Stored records
++++++++++

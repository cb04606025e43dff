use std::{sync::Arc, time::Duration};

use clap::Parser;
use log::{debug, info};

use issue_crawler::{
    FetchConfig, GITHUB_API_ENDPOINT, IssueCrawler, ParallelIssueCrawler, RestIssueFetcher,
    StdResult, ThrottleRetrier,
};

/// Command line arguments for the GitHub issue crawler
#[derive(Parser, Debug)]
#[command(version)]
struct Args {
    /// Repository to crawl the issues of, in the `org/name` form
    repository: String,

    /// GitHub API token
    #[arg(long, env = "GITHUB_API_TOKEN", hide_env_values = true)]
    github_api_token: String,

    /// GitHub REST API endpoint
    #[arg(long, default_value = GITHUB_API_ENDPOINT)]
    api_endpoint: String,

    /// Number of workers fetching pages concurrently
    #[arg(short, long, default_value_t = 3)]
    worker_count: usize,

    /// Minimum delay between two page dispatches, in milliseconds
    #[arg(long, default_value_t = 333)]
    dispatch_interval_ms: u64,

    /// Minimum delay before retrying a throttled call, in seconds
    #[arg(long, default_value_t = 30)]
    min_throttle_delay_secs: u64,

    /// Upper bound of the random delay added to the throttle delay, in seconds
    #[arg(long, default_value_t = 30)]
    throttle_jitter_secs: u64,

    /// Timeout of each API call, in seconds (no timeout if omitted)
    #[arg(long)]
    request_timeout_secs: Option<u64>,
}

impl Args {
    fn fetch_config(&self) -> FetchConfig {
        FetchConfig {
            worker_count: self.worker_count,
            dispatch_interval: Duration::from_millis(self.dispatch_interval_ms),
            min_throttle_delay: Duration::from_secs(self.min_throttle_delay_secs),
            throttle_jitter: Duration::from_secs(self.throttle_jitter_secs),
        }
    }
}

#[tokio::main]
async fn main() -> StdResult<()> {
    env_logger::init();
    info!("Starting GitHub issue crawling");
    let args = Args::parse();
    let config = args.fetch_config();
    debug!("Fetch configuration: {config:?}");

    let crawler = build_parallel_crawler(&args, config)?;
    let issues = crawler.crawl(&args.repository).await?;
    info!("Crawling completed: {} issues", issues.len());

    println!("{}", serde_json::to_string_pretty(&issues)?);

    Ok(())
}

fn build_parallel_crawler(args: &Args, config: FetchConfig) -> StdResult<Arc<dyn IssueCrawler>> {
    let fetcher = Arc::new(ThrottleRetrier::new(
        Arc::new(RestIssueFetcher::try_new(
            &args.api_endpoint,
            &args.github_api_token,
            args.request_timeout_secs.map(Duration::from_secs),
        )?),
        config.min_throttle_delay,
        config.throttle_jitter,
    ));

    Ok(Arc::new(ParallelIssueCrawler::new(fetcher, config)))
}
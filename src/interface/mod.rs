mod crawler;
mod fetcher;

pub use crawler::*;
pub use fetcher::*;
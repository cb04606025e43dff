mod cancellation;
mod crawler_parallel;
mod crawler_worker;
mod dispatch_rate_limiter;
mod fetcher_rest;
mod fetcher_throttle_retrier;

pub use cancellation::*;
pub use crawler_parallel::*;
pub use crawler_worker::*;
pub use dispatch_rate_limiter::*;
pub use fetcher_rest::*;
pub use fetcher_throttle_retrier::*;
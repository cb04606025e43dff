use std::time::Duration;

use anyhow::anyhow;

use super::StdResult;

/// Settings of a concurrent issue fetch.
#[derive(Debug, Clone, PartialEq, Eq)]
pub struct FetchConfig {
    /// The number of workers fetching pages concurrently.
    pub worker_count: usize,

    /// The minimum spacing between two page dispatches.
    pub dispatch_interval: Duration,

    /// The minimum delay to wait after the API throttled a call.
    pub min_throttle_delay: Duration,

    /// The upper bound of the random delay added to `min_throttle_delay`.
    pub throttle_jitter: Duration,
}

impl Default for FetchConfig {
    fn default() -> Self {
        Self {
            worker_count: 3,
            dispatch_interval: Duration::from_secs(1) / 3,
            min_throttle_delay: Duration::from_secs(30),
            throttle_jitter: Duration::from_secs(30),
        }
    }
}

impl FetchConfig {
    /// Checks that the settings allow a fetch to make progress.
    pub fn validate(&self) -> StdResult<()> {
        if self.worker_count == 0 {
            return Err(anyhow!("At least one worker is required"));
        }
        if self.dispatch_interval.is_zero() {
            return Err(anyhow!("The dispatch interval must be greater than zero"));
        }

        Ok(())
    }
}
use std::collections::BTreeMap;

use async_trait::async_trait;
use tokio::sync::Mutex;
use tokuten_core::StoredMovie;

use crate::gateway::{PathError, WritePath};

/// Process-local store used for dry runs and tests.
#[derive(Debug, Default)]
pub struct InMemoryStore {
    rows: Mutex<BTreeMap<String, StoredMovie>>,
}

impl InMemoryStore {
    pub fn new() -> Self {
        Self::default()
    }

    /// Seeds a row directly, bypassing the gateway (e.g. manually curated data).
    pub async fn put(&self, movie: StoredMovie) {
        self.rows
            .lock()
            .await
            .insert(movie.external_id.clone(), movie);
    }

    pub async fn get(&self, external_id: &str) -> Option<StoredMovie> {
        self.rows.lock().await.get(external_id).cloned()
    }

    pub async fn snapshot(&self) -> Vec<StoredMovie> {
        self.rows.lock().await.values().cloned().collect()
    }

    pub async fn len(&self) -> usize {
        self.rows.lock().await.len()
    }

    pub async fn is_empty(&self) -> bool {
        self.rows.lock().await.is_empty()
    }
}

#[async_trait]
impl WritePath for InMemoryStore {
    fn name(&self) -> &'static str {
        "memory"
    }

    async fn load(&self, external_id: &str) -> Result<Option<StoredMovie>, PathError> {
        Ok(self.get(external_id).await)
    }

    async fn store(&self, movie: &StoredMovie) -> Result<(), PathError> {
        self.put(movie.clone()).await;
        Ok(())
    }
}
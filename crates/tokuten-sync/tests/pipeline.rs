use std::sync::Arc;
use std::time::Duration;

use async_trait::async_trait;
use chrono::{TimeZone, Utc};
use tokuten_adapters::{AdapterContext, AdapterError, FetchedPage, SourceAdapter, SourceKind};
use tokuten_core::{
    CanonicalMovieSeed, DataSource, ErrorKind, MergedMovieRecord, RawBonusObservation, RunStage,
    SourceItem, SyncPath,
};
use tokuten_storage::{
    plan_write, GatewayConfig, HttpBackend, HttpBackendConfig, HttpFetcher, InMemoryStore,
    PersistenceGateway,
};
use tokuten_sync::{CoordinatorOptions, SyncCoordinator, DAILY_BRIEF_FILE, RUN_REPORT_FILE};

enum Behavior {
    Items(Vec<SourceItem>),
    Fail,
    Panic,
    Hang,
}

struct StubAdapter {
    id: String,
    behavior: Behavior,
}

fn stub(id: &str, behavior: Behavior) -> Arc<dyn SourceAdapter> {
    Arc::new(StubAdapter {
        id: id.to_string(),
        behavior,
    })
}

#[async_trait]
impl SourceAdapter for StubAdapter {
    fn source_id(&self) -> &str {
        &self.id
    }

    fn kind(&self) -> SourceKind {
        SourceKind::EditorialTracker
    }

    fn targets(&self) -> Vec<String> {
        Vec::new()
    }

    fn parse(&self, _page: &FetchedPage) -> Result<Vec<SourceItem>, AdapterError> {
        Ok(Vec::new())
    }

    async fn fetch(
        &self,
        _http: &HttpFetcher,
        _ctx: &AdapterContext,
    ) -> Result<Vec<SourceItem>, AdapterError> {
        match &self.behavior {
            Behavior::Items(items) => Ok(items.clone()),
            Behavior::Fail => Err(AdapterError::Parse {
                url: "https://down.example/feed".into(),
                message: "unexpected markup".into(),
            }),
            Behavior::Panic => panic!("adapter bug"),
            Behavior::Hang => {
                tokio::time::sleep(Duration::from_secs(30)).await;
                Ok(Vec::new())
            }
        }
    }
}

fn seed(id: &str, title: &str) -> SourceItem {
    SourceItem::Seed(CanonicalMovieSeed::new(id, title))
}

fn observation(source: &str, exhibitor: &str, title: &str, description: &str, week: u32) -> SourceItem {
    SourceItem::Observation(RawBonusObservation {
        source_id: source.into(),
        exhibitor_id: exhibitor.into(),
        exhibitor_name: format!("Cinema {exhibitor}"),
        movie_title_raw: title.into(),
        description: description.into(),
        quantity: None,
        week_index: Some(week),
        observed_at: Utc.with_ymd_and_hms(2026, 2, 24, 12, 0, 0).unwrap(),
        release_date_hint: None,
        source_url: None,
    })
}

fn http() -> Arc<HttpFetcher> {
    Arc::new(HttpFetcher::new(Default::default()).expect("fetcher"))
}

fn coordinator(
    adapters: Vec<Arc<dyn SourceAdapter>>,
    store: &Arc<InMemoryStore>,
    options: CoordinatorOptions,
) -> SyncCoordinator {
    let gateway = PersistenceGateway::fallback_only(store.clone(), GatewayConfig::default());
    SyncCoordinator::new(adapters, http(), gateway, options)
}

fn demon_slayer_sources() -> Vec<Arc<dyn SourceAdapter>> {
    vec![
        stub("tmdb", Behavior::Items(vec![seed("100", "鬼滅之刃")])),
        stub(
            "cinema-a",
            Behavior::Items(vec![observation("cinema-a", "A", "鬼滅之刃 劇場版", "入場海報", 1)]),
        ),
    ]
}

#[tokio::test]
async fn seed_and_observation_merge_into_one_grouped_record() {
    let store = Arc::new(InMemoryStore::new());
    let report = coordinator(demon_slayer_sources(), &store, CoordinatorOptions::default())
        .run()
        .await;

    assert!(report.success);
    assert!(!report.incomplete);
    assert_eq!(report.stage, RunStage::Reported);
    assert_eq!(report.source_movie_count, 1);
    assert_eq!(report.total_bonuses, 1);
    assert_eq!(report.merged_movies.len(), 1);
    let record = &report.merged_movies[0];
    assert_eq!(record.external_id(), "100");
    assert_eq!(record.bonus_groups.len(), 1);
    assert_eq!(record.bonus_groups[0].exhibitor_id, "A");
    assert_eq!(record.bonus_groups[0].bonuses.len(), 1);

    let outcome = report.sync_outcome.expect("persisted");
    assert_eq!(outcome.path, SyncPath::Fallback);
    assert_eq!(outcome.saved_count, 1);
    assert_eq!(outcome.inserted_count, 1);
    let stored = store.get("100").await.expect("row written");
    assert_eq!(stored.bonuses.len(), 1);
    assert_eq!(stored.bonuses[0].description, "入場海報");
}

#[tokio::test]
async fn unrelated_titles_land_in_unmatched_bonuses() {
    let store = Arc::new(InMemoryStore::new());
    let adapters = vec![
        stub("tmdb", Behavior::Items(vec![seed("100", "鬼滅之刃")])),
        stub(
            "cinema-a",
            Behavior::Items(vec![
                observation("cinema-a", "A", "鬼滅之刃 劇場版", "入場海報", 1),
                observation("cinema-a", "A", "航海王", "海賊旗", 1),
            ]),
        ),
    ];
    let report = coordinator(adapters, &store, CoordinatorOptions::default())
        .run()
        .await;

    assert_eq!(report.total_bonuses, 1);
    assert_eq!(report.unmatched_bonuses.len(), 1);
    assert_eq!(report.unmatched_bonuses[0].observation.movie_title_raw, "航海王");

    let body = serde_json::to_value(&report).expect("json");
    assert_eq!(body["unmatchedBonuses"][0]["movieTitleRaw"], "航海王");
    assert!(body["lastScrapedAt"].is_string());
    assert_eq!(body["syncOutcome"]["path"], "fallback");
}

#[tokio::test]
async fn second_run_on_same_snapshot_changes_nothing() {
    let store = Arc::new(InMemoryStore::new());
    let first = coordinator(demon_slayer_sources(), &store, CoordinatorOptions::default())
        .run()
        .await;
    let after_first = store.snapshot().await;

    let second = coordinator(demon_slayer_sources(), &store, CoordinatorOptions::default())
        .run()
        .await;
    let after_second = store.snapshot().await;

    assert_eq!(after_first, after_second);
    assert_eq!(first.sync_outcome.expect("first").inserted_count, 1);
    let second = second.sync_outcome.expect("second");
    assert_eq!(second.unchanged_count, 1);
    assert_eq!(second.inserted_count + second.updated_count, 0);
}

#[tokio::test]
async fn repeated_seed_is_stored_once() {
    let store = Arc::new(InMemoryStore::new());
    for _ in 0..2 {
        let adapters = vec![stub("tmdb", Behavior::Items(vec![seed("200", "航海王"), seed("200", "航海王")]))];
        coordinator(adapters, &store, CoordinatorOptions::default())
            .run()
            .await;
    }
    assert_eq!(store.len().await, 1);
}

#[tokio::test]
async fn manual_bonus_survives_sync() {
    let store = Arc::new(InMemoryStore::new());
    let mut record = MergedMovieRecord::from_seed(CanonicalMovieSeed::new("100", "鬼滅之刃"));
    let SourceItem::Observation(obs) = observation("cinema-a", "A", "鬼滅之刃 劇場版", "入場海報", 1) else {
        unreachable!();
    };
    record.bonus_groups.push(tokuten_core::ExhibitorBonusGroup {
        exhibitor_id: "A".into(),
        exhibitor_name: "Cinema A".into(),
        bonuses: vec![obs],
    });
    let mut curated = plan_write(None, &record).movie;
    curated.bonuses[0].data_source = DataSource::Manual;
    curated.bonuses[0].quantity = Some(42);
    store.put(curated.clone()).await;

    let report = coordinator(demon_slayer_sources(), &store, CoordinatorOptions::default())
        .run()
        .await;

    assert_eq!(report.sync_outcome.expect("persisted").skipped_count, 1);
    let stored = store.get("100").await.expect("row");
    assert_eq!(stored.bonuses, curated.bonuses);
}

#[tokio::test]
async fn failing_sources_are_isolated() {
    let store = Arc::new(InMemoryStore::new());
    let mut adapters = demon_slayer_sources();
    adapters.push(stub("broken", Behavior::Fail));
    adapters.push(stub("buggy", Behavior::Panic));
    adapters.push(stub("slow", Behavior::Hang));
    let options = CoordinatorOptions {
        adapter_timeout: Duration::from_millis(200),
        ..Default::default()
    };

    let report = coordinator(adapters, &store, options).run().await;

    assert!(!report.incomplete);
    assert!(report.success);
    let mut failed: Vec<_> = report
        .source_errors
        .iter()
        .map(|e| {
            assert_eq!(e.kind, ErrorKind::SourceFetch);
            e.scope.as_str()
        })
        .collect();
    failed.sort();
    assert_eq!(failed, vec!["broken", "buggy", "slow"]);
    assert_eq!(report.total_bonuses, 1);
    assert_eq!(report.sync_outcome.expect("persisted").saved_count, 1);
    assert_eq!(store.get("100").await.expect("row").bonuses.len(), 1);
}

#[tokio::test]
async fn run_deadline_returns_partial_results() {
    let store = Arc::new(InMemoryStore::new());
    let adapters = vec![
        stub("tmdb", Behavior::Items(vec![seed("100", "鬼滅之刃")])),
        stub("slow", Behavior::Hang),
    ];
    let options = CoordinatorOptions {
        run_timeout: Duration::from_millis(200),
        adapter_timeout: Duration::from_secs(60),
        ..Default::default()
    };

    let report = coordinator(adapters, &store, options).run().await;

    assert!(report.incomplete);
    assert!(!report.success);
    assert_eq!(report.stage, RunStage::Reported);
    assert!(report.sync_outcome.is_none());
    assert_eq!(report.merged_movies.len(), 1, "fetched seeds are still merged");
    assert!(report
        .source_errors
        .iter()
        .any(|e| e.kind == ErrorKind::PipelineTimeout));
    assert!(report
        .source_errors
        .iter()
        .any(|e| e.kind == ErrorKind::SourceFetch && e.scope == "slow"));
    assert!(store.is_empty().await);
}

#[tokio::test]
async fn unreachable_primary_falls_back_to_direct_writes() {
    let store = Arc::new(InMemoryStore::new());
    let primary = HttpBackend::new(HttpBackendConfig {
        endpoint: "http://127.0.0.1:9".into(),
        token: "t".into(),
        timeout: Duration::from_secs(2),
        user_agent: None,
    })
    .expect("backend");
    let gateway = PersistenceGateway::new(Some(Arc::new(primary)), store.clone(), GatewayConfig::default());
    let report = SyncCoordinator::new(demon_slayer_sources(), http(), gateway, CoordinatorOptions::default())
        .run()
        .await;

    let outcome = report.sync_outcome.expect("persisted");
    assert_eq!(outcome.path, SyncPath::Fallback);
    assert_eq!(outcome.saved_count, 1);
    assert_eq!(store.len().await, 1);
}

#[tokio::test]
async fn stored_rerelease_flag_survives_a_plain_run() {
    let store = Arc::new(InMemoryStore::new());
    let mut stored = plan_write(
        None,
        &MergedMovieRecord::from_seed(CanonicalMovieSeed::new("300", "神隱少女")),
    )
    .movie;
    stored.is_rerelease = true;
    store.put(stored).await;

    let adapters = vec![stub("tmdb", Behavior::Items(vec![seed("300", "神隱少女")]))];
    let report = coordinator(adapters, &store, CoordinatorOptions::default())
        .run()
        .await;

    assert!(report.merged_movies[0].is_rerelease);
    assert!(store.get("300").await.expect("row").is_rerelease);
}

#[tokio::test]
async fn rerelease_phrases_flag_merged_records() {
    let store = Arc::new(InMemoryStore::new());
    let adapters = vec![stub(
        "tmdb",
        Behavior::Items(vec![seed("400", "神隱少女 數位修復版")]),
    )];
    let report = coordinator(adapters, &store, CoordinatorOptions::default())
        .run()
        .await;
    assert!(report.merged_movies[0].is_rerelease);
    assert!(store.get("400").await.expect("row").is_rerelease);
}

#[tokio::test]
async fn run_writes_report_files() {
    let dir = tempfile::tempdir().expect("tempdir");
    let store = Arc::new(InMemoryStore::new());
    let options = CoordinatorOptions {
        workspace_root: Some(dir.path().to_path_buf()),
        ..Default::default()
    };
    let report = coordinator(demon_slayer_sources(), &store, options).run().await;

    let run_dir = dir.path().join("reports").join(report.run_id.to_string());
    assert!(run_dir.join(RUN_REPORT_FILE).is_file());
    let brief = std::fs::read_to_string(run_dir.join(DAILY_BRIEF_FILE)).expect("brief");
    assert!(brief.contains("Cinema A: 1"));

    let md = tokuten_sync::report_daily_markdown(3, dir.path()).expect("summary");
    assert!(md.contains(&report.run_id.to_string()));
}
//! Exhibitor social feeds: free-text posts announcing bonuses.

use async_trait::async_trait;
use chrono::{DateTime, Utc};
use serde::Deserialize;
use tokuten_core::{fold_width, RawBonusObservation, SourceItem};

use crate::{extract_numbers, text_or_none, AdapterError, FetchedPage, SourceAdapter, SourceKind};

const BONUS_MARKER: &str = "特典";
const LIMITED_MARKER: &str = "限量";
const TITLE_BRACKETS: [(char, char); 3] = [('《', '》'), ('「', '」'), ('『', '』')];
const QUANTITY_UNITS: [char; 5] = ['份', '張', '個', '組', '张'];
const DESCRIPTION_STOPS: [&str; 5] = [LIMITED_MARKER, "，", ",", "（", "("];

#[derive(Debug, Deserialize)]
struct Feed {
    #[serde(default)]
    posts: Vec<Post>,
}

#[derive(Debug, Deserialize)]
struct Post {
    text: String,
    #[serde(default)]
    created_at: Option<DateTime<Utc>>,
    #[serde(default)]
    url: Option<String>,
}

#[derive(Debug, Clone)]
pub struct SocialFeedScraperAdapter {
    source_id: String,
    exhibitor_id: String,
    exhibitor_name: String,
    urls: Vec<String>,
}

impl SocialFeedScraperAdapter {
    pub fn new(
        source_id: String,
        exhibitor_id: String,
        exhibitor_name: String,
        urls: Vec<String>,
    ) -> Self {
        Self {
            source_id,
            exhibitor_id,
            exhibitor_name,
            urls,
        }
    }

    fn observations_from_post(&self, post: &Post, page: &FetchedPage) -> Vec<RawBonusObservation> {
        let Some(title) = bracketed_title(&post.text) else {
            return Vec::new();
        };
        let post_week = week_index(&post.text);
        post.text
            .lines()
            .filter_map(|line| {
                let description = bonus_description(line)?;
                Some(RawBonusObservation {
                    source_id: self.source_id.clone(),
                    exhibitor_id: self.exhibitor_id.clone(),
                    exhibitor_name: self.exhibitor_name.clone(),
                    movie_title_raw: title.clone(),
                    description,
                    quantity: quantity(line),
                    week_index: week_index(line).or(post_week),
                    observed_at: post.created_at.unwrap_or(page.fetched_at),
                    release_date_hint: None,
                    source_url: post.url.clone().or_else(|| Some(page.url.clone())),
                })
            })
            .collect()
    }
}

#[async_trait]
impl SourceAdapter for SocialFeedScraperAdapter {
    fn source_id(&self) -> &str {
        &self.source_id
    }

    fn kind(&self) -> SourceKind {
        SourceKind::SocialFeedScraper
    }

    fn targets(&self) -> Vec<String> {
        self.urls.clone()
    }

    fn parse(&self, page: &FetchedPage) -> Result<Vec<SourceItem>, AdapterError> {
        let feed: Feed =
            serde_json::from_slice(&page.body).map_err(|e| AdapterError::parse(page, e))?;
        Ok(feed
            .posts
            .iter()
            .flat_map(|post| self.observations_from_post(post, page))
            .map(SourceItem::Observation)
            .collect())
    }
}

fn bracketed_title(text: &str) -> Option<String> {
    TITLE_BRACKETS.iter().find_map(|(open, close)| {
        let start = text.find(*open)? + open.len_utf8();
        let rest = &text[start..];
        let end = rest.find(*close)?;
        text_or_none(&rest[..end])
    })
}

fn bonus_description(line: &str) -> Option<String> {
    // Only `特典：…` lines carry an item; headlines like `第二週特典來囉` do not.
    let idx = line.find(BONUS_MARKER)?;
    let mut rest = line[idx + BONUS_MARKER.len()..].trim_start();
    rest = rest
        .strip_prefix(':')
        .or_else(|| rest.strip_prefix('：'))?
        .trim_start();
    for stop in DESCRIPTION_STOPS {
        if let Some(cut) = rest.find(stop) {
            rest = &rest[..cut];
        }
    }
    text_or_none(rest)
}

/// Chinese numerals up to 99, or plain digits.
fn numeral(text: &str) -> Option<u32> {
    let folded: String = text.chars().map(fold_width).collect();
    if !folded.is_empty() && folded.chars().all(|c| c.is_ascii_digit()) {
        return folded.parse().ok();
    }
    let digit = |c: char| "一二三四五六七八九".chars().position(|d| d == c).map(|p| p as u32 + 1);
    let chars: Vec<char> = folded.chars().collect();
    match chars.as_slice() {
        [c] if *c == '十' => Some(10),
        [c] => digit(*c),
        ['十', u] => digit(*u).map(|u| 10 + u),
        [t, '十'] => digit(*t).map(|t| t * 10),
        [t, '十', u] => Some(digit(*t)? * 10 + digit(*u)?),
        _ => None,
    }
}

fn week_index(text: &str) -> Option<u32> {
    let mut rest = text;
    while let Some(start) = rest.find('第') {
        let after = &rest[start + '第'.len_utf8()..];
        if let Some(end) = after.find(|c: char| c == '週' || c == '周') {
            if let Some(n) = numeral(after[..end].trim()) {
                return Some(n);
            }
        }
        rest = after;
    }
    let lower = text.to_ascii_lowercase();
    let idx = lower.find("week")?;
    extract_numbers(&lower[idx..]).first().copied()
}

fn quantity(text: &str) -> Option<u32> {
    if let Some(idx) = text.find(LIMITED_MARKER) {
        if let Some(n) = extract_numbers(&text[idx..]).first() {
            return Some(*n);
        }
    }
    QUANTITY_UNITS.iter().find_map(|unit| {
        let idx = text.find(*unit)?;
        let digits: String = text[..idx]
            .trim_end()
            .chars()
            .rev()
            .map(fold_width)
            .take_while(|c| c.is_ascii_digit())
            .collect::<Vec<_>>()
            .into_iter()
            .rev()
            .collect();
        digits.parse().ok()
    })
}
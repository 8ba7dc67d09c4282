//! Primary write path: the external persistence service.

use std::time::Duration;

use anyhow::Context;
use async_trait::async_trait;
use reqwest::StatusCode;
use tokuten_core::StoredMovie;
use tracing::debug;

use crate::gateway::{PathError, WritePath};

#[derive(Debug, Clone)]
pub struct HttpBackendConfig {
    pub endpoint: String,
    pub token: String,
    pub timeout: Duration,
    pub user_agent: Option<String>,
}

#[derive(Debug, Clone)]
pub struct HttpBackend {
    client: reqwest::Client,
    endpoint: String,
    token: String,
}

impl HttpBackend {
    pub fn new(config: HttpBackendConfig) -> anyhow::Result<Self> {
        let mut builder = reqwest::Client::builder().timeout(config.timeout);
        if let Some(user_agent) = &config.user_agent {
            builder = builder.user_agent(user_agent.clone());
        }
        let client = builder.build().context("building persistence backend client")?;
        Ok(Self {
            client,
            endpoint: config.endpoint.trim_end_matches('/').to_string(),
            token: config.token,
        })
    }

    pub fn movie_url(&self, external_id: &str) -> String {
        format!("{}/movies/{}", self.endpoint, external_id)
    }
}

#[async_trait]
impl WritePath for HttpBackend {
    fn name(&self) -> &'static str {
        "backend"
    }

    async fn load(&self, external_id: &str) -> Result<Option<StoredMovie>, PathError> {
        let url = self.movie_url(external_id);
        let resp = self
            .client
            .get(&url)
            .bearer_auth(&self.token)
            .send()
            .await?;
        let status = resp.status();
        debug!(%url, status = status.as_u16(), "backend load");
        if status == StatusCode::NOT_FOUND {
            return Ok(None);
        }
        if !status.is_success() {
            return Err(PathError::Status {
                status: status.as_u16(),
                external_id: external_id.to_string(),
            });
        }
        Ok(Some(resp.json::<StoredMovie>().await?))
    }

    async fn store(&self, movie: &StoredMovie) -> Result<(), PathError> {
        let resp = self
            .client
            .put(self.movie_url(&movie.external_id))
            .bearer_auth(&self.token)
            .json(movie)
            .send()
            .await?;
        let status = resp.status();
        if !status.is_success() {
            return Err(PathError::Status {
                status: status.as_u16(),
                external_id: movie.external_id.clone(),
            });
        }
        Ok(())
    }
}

++++++++++

**WORK TASK:** Nothing should be returned except the lines from the first line of the data above through the line with "GitHub API token", each one exact.

**SOLVED EXERCISE:**
repository cb04606025e43dff
use std::{sync::Arc, time::Duration};

use clap::Parser;
use log::{debug, info};

use issue_crawler::{
    FetchConfig, GITHUB_API_ENDPOINT, IssueCrawler, ParallelIssueCrawler, RestIssueFetcher,
    StdResult, ThrottleRetrier,
};

/// Command line arguments for the GitHub issue crawler
#[derive(Parser, Debug)]
#[command(version)]
struct Args {
    /// Repository to crawl the issues of, in the `org/name` form
    repository: String,

    /// GitHub API token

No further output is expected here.